# Ladies, do you orgasm everytime from oral?



## CuddleBug (Nov 26, 2012)

I gave my wife oral tonight and later she told me, she was close to having an orgasm but tonight it wasn't her night.

Are there any toys or anything that I could buy to help give my wife an orgasm everytime? 

Or is that not realistic?


----------



## CuddleBug (Nov 26, 2012)

Is there a vibrator that would work everytime?


----------



## ClimbingTheWalls (Feb 16, 2013)

I'm not sure that there is any guaranteed method.

I don't orgasm from oral every time, and in fact am not sure I've ever had a full blown (if you'll pardon the pun) orgasm from oral alone; it usually requires some penetration from the fingers as well.

I think it is very easy to get too hung up on orgasms, actually. By which I mean it can actually be counter productive to try too hard. You need to read the body language and gauge how she is reacting and go from there. It isn't always going to happen, however good you are. But it should always end up being very pleasurable, whether or not the earth moves.

My husband, when we had a sex life, was very dutiful about making sure I came before him. Unfortunately that sense of duty rather backfired, and in the end it became all too easy to fake just so he'd stop with his fumblings and finish.


----------



## Thewife (Sep 3, 2007)

Yes. Initially when we started it was not always so its important that she guides you through and achieves it and you learn the trick that works for her, every woman is different.


----------



## Maricha75 (May 8, 2012)

I used to not orgasm all the time. Never have faked an orgasm, I was just completely honest with my husband about it. Sounds like your wife is on the right track there. Was it JUST oral, or did you do anything else to try to get her off as well?

You asked about toys... is she even OPEN to toys? I know that bullets work for clit stimulation, but you need to be sure what speed works best for her... Some like the faster speeds, some prefer slower. 

But the main thing is do NOT get so hung up on the orgasm that you lose sight of everything else.


----------



## janesmith (Nov 29, 2010)

and no matter how good you are, just like men lose erections, we can get so close and then its gone and its like starting from the beginning again. Its just not our night. We lose focus. its okay. 

sometimes getting licked the same way too longs makes me numb. i like the hit and run method, lol. lick some, stop, slow down, shift, then lick it some more.


----------



## PBear (Nov 16, 2010)

My SO often needs/wants stimulation from fingers as well as oral. I think she's only had a strictly oral orgasm about 3 times in the last 2 years. Oddly enough, that's about as often as she's had a strictly vaginal orgasm as well... The girl just needs extra stimulation! 

So what have I learned from her... First off, I learned to find and use her g-spot and "a-spot" while giving her oral. Both of them have their purpose, and they result in different orgasms. Second, with regards to toys... When giving her oral, I use a penetrative toy on her. A dildo, or a pair of Ben-wa balls with my fingers. Third, foreplay can play a big role, even before I touch her pvssy.

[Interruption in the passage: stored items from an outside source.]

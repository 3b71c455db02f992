// =============================================================================
// Central Application State — candlestream
// =============================================================================
//
// Ties the long-lived services together for the read-only API and carries
// the pipeline's operational counters.
//
// Thread safety:
//   - Atomic counters for lock-free stats updates from the hot loops.
//   - parking_lot::RwLock for the recent-error ring.
//   - Arc wrappers for services that manage their own interior mutability.
// =============================================================================

use std::sync::atomic::{AtomicU64, Ordering};
use std::sync::Arc;

use chrono::Utc;
use parking_lot::RwLock;
use serde::Serialize;

use crate::config::AppConfig;
use crate::storage::{CandleStore, LatestCache};

// =============================================================================
// Pipeline counters
// =============================================================================

/// Monotonic counters and recent loop errors, updated by the ingestors and
/// the aggregator.
#[derive(Debug, Default)]
pub struct PipelineStats {
    pub trades_published: AtomicU64,
    pub frames_skipped: AtomicU64,
    pub feed_reconnects: AtomicU64,
    pub trades_applied: AtomicU64,
    pub duplicates_skipped: AtomicU64,
    pub candles_sealed: AtomicU64,
    pub dead_lettered: AtomicU64,
    pub seal_failures: AtomicU64,
    pub loop_errors: AtomicU64,
    recent_errors: RwLock<Vec<ErrorRecord>>,
}

impl PipelineStats {
    pub fn bump(counter: &AtomicU64) {
        counter.fetch_add(1, Ordering::Relaxed);
    }

    pub fn snapshot(&self) -> StatsSnapshot {
        let get = |c: &AtomicU64| c.load(Ordering::Relaxed);
        StatsSnapshot {
            trades_published: get(&self.trades_published),
            frames_skipped: get(&self.frames_skipped),
            feed_reconnects: get(&self.feed_reconnects),
            trades_applied: get(&self.trades_applied),
            duplicates_skipped: get(&self.duplicates_skipped),
            candles_sealed: get(&self.candles_sealed),
            dead_lettered: get(&self.dead_lettered),
            seal_failures: get(&self.seal_failures),
            loop_errors: get(&self.loop_errors),
        }
    }

    /// Count a loop-level error and keep it in the recent-error ring, which is
    /// capped at [`MAX_RECENT_ERRORS`] with oldest entries evicted first.
    pub fn record_error(&self, component: &str, message: String) {
        Self::bump(&self.loop_errors);
        let record = ErrorRecord {
            component: component.to_string(),
            message,
            at: Utc::now().to_rfc3339(),
        };

        let mut errors = self.recent_errors.write();
        errors.push(record);
        while errors.len() > MAX_RECENT_ERRORS {
            errors.remove(0);
        }
    }

    pub fn recent_errors(&self) -> Vec<ErrorRecord> {
        self.recent_errors.read().clone()
    }
}

#[derive(Debug, Clone, Copy, PartialEq, Eq, Serialize)]
pub struct StatsSnapshot {
    pub trades_published: u64,
    pub frames_skipped: u64,
    pub feed_reconnects: u64,
    pub trades_applied: u64,
    pub duplicates_skipped: u64,
    pub candles_sealed: u64,
    pub dead_lettered: u64,
    pub seal_failures: u64,
    pub loop_errors: u64,
}

// =============================================================================
// Error Record
// =============================================================================

/// A recorded loop-level error for the health endpoint.
#[derive(Debug, Clone, Serialize)]
pub struct ErrorRecord {
    /// Component that raised it, e.g. `ingest:btcusdt` or `aggregator`.
    pub component: String,
    pub message: String,
    /// ISO 8601 timestamp.
    pub at: String,
}

/// Maximum number of recent errors to retain.
const MAX_RECENT_ERRORS: usize = 50;

// =============================================================================
// AppState
// =============================================================================

/// State shared by the API handlers via `Arc<AppState>`.
pub struct AppState {
    pub config: Arc<AppConfig>,
    pub store: Arc<dyn CandleStore>,
    pub cache: Arc<dyn LatestCache>,
    pub stats: Arc<PipelineStats>,
    pub start_time: std::time::Instant,
}

impl AppState {
    pub fn new(
        config: Arc<AppConfig>,
        store: Arc<dyn CandleStore>,
        cache: Arc<dyn LatestCache>,
        stats: Arc<PipelineStats>,
    ) -> Self {
        Self {
            config,
            store,
            cache,
            stats,
            start_time: std::time::Instant::now(),
        }
    }

    pub fn build_health(&self) -> HealthSnapshot {
        HealthSnapshot {
            status: "ok",
            role: self.config.role.to_string(),
            server_time: Utc::now().timestamp_millis(),
            uptime_secs: self.start_time.elapsed().as_secs(),
            symbols: self.config.symbols.clone(),
            candle_sec: self.config.candle_sec,
            stats: self.stats.snapshot(),
            recent_errors: self.stats.recent_errors(),
        }
    }
}

/// Payload of `GET /api/v1/health`.
#[derive(Debug, Clone, Serialize)]
pub struct HealthSnapshot {
    pub status: &'static str,
    pub role: String,
    pub server_time: i64,
    pub uptime_secs: u64,
    pub symbols: Vec<String>,
    pub candle_sec: u64,
    pub stats: StatsSnapshot,
    pub recent_errors: Vec<ErrorRecord>,
}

Some things to think about, I guess... My lady can take a long time to orgasm, but when she does, it's always worth it. But putting pressure on her to make it happen doesn't help. In fact, it usually has the opposite effect. Sometimes it's best to let it go and come back to it.

C


----------



## anony2 (Apr 28, 2012)

Maricha75 said:


> I used to not orgasm all the time. Never have faked an orgasm, I was just completely honest with my husband about it. Sounds like your wife is on the right track there. Was it JUST oral, or did you do anything else to try to get her off as well?
> 
> You asked about toys... is she even OPEN to toys? I know that bullets work for clit stimulation, but you need to be sure what speed works best for her... Some like the faster speeds, some prefer slower.
> 
> But the main thing is do NOT get so hung up on the orgasm that you lose sight of everything else.


+1

I agree, it seems like when my husband focuses on giving me an orgasm, I feel 'pressured to perform' and that shuts me off. I need to be relaxed at all times to orgasm. 

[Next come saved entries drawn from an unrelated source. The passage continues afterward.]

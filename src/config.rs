// =============================================================================
// Application Configuration — loaded once at startup, immutable afterwards
// =============================================================================
//
// Every tunable lives here.  The value is built once in `main`, validated,
// wrapped in `Arc` and handed to each component's constructor.
//
// Sources, in order of precedence (last wins):
//   1. Built-in defaults.
//   2. Optional JSON file (`candlestream.json`).
//   3. Environment variables (after `.env` is loaded).
//
// All fields carry `#[serde(default)]` so that partial files still load.
// =============================================================================

use std::path::{Path, PathBuf};
use std::time::Duration;

use anyhow::{bail, Context, Result};
use serde::{Deserialize, Serialize};
use tracing::info;

// =============================================================================
// Default-value helpers (required by serde `default = "..."` attribute)
// =============================================================================

fn default_symbols() -> Vec<String> {
    vec!["btcusdt".to_string()]
}

fn default_candle_sec() -> u64 {
    5
}

fn default_sqlite_path() -> PathBuf {
    PathBuf::from("./data/crypto.db")
}

fn default_log_db_path() -> PathBuf {
    PathBuf::from("./data/streams.db")
}

fn default_stream_prefix() -> String {
    "trades:".to_string()
}

fn default_consumer_group() -> String {
    "cg_analytics".to_string()
}

fn default_consumer_name() -> String {
    "worker-1".to_string()
}

fn default_stream_maxlen() -> usize {
    20_000
}

fn default_dlq_stream() -> String {
    "trades:DLQ".to_string()
}

fn default_log_level() -> String {
    "info".to_string()
}

fn default_feed_url() -> String {
    "wss://stream.binance.com:9443/ws/{symbol}@aggTrade".to_string()
}

fn default_feed_source() -> String {
    "binance".to_string()
}

fn default_bind_addr() -> String {
    "0.0.0.0:3001".to_string()
}

fn default_backoff_base_ms() -> u64 {
    1_000
}

fn default_backoff_cap_ms() -> u64 {
    30_000
}

fn default_backoff_jitter() -> f64 {
    0.2
}

fn default_feed_ping_interval_ms() -> u64 {
    20_000
}

fn default_feed_ping_timeout_ms() -> u64 {
    20_000
}

fn default_read_count() -> usize {
    100
}

fn default_read_block_ms() -> u64 {
    2_000
}

fn default_history_window() -> usize {
    300
}

fn default_min_history() -> usize {
    30
}

fn default_storage_retry_attempts() -> u32 {
    3
}

fn default_storage_retry_delay_ms() -> u64 {
    100
}

fn default_loop_error_pause_ms() -> u64 {
    1_000
}

// =============================================================================
// Role
// =============================================================================

/// Which subsystems this process runs.
#[derive(Debug, Clone, Copy, PartialEq, Eq, Serialize, Deserialize, Default)]
#[serde(rename_all = "lowercase")]
pub enum Role {
    /// Ingestors, aggregator and read API in one process.
    #[default]
    All,
    /// Feed ingestors only.
    Ingest,
    /// Aggregator and read API only.
    Aggregate,
}

impl Role {
    pub fn runs_ingest(&self) -> bool {
        matches!(self, Self::All | Self::Ingest)
    }

    pub fn runs_aggregate(&self) -> bool {
        matches!(self, Self::All | Self::Aggregate)
    }
}

impl std::str::FromStr for Role {
    type Err = anyhow::Error;

    fn from_str(s: &str) -> Result<Self> {
        match s.trim().to_lowercase().as_str() {
            "all" => Ok(Self::All),
            "ingest" | "producer" => Ok(Self::Ingest),
            "aggregate" | "consumer" => Ok(Self::Aggregate),
            other => bail!("unknown role {other:?} (expected all|ingest|aggregate)"),
        }
    }
}

impl std::fmt::Display for Role {
    fn fmt(&self, f: &mut std::fmt::Formatter<'_>) -> std::fmt::Result {
        match self {
            Self::All => write!(f, "all"),
            Self::Ingest => write!(f, "ingest"),
            Self::Aggregate => write!(f, "aggregate"),
        }
    }
}

// =============================================================================
// LogBackend
// =============================================================================

/// Where the durable trade log lives.
#[derive(Debug, Clone, Copy, PartialEq, Eq, Serialize, Deserialize, Default)]
#[serde(rename_all = "lowercase")]
pub enum LogBackend {
    /// SQLite file at `log_db_path`, shareable between processes.
    #[default]
    Sqlite,
    /// In-process only; requires `role = all`.
    Memory,
}

impl std::str::FromStr for LogBackend {
    type Err = anyhow::Error;

    fn from_str(s: &str) -> Result<Self> {
        match s.trim().to_lowercase().as_str() {
            "sqlite" => Ok(Self::Sqlite),
            "memory" => Ok(Self::Memory),
            other => bail!("unknown log backend {other:?} (expected sqlite|memory)"),
        }
    }
}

Also, I agree about not lying about orgasm. I would rather not have one that lie about it.


----------



## janesmith (Nov 29, 2010)

another here agreeing that the pressure to cum is a guaranteed way to shut.it.all.the.way.down, lo. Women have performance issues too. The best way to handle this for a lot of us is to be okay when we say, baby, its not gonna happen for me tonight, dont worry about it. Ask her is there anything you can do to help her get it back. If she says no dont get your feelings hurt. She may be sore, dry, or tired and its not worth it to her to try and overcome those things. Then continue to make love to her passionately until you come. Ask her if she wants to cum, sometimes when i lose it, it comes back when my husband cums inside me. Its like an aphrodisiac. If thats the case, ill open my legs and he ill know what i want. If not, we spoon until we both fall asleep


----------



## richie33 (Jul 20, 2012)

Hitachi Magic Wand....you will thank me.
_Posted via Mobile Device_


----------



## PBear (Nov 16, 2010)

richie33 said:


> Hitachi Magic Wand....you will thank me.
> _Posted via Mobile Device_


That may help her orgasm, but I thought the OP was asking for help to get her to orgasm through oral. I'd hate to have my face and tongue in there with a magic wand! 

C


----------



## Maricha75 (May 8, 2012)

richie33 said:


> Hitachi Magic Wand....you will thank me.
> _Posted via Mobile Device_


IF she is open to toys... and more specifically, to larger toys. I've seen (mostly) men sing the praises of the Hitachi Magic Wand... honestly? Larger toys don't appeal to everyone, including me. CB's wife may be different, I realize. But he should be sure she is even open to these things before he just goes out and buys one.


----------



## richie33 (Jul 20, 2012)

I am sure with it he can figure a way.
_Posted via Mobile Device_


----------



## richie33 (Jul 20, 2012)

Maricha75 said:


> IF she is open to toys... and more specifically, to larger toys. I've seen (mostly) men sing the praises of the Hitachi Magic Wand... honestly? Larger toys don't appeal to everyone, including me. CB's wife may be different, I realize. But he should be sure she is even open to these things before he just goes out and buys one.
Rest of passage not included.